Разницу между "перевод сутр" и "перевод *названий* сутр" чувствуешь? : )
Я -- очень чувствую! : ))

В общем, _кута_ и _раси/раши_ -- практически синонимы.

Ратнакута можно перевести букв. как "Собрание драгоценностей", а лит-но -- "Собрание драгоценных [сутр]", ибо таким собранием эта маха-сутра и является.
Луше же всего, по мне, Ратнакута-сутра = "Сутра-сокровищница" или, наконец, "*Сокровищница сутр*".

С Ратнараси (точнее "*Ратнараши*") -- чуть сложнее, потому что букв. значения "гора" у санскр. rā*ś*i нет (во всяком случае, я его не нашёл). А есть -- _a heap; quantity_.
Потому _Ратнараши_ лучше всего, по мне, перевести как "*Собрание драгоценностей*".

----------

Марина В (16.01.2013), Нико (09.11.2012)

----------


## Юй Кан

> Не ожидал увидеть оглавление, которое когда-то составил. Забавно.


Олег, мог бы уже давно привыкнуть, что хоть один раз выложенное в Инете -- уже всеобщее достояние. : )
А ты всё "я", "моё"... %)
Просто улыбаюсь, не вздумай обидеться.

----------


## Карма Палджор

> Олег, мог бы уже давно привыкнуть, что хоть один раз выложенное в Инете -- уже всеобщее достояние. : )
> А ты всё "я", "моё"... %)
> Просто улыбаюсь, не вздумай обидеться.


Да не обижаюсь. Как бы этот каталог Кангьюра (пусть даже в сыром варианте и не совсем пока полный) скоро будет выложен весь. Просто позабавило. Правда этот кусок каталога не был выложен в сети. Чой опубликовал его по своему почину, если не изменяет память.

----------

Юй Кан (09.11.2012)

----------


## Юй Кан

> Правда этот кусок каталога не был выложен в сети. Чой опубликовал его по своему почину, если не изменяет память.
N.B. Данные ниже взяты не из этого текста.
//! Live projection of a fixed set of shared-data keys.

use std::collections::{BTreeMap, HashSet};

use crate::tables::shared_data::SharedDataTable;
use crate::valuebox::{ValueBox, ValueBoxKey};

/// The emitted snapshot: present keys mapped to their values.
#[derive(Debug, Clone, PartialEq, Default)]
pub struct AccountSharedDataState {
    pub entries: BTreeMap<ValueBoxKey, serde_json::Value>,
}

/// Mutable view over the shared-data keys fixed at construction.
pub struct AccountSharedDataView {
    keys: Vec<ValueBoxKey>,
    state: AccountSharedDataState,
}

impl AccountSharedDataView {
    pub fn new(store: &ValueBox, table: &mut SharedDataTable, keys: Vec<ValueBoxKey>) -> Self {
        let mut state = AccountSharedDataState::default();
        for key in &keys {
            if let Some(value) = table.get(store, key) {
                state.entries.insert(key.clone(), value);
            }
        }
        Self { keys, state }
    }

    /// Re-read every parameter key that appears in `updated_keys`.
    /// Equality-gated writes never reach the updated set, so any
    /// intersection is a real change.
    pub fn replay(
        &mut self,
        store: &ValueBox,
        table: &mut SharedDataTable,
        updated_keys: &HashSet<ValueBoxKey>,
    ) -> bool {
        let mut updated = false;
        for key in &self.keys {
            if !updated_keys.contains(key) {
                continue;
            }
            match table.get(store, key) {
                Some(value) => {
                    self.state.entries.insert(key.clone(), value);
                }
                None => {
                    self.state.entries.remove(key);
                }
            }
            updated = true;
        }
        updated
    }

    pub fn state(&self) -> AccountSharedDataState {
        self.state.clone()
    }
}

#[cfg(test)]
mod tests {
    use super::*;
    use serde_json::json;

    use crate::valuebox::ValueBoxTable;

    const TABLE: ValueBoxTable = ValueBoxTable {
        id: 4,
        name: "sharedData",
    };

    fn key(name: &str) -> ValueBoxKey {
        ValueBoxKey::from_bytes(name.as_bytes().to_vec())
    }

    #[test]
    fn test_initial_state_contains_only_present_keys() {
        let mut store = ValueBox::in_memory();
        store.begin();
        let mut table = SharedDataTable::new(TABLE);
        let mut updated = HashSet::new();
        table.set(&store, &key("a"), Some(json!(1)), &mut updated);

        let view = AccountSharedDataView::new(
            &store,
            &mut table,
            vec![key("a"), key("missing")],
        );
        assert_eq!(view.state().entries.len(), 1);
        assert_eq!(view.state().entries[&key("a")], json!(1));
    }

    #[test]
    fn test_replay_tracks_only_parameter_keys() {
        let mut store = ValueBox::in_memory();
        store.begin();
        let mut table = SharedDataTable::new(TABLE);
        let mut updated = HashSet::new();

        let mut view = AccountSharedDataView::new(&store, &mut table, vec![key("a")]);

        table.set(&store, &key("other"), Some(json!(2)), &mut updated);
        assert!(!view.replay(&store, &mut table, &updated));

        updated.clear();
        table.set(&store, &key("a"), Some(json!(3)), &mut updated);
        assert!(view.replay(&store, &mut table, &updated));
        assert_eq!(view.state().entries[&key("a")], json!(3));
    }

    #[test]
    fn test_replay_removes_deleted_keys() {
        let mut store = ValueBox::in_memory();
        store.begin();
        let mut table = SharedDataTable::new(TABLE);
        let mut updated = HashSet::new();
        table.set(&store, &key("a"), Some(json!(1)), &mut updated);

        let mut view = AccountSharedDataView::new(&store, &mut table, vec![key("a")]);
        updated.clear();
        table.set(&store, &key("a"), None, &mut updated);
        assert!(view.replay(&store, &mut table, &updated));
        assert!(view.state().entries.is_empty());
    }
}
Чой вообще не злоупотребляет ссылками на авторство и, бывает, "редактит-корректит" тексты без упоминания, где и чего конкретно он "улучшил"... : )
Но сайт, надо отдать должное, у него изрядный.

----------


## Карма Палджор

> Чой вообще не злоупотребляет ссылками на авторство и, бывает, "редактит-корректит" тексты без упоминания, где и чего конкретно он "улучшил"... : )
> Но сайт, надо отдать должное, у него изрядный.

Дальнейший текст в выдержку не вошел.